**Work item:**
Return the lines below in which the string "other" occurs.

**Dataset records:**
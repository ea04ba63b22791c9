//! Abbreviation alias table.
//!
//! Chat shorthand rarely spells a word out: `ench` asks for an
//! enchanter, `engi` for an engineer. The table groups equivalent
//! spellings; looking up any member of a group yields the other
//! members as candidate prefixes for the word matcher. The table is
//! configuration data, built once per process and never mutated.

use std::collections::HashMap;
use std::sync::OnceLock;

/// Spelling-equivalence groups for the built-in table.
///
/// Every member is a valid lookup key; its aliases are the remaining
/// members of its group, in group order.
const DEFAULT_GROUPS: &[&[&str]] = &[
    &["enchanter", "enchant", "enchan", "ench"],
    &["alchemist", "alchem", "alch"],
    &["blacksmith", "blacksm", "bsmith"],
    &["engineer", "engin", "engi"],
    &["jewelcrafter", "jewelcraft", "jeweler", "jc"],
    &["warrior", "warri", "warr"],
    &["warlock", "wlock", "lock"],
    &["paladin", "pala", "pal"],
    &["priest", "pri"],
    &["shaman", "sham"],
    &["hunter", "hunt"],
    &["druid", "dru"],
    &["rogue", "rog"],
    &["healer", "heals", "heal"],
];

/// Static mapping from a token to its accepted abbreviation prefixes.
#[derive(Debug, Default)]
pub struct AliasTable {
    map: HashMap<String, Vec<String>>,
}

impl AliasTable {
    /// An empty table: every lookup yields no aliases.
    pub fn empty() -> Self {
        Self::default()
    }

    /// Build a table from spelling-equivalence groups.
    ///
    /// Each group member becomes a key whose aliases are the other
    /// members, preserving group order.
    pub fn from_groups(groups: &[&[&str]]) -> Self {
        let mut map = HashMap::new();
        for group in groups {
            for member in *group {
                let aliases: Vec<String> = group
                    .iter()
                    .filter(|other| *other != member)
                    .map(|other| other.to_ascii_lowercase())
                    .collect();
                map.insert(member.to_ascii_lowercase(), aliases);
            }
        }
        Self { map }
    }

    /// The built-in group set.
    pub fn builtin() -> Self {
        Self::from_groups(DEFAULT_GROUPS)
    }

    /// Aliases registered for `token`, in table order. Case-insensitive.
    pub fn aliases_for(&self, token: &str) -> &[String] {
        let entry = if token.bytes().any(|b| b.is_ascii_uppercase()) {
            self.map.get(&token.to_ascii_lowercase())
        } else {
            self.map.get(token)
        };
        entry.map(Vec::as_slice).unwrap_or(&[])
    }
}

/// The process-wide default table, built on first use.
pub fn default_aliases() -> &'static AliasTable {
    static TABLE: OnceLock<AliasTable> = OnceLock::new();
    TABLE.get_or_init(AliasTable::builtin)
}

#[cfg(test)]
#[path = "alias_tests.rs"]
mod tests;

**Exercise output:**
//! spellings; looking up any member of a group yields the other
    /// Each group member becomes a key whose aliases are the other
                    .filter(|other| *other != member)
                    .map(|other| other.to_ascii_lowercase())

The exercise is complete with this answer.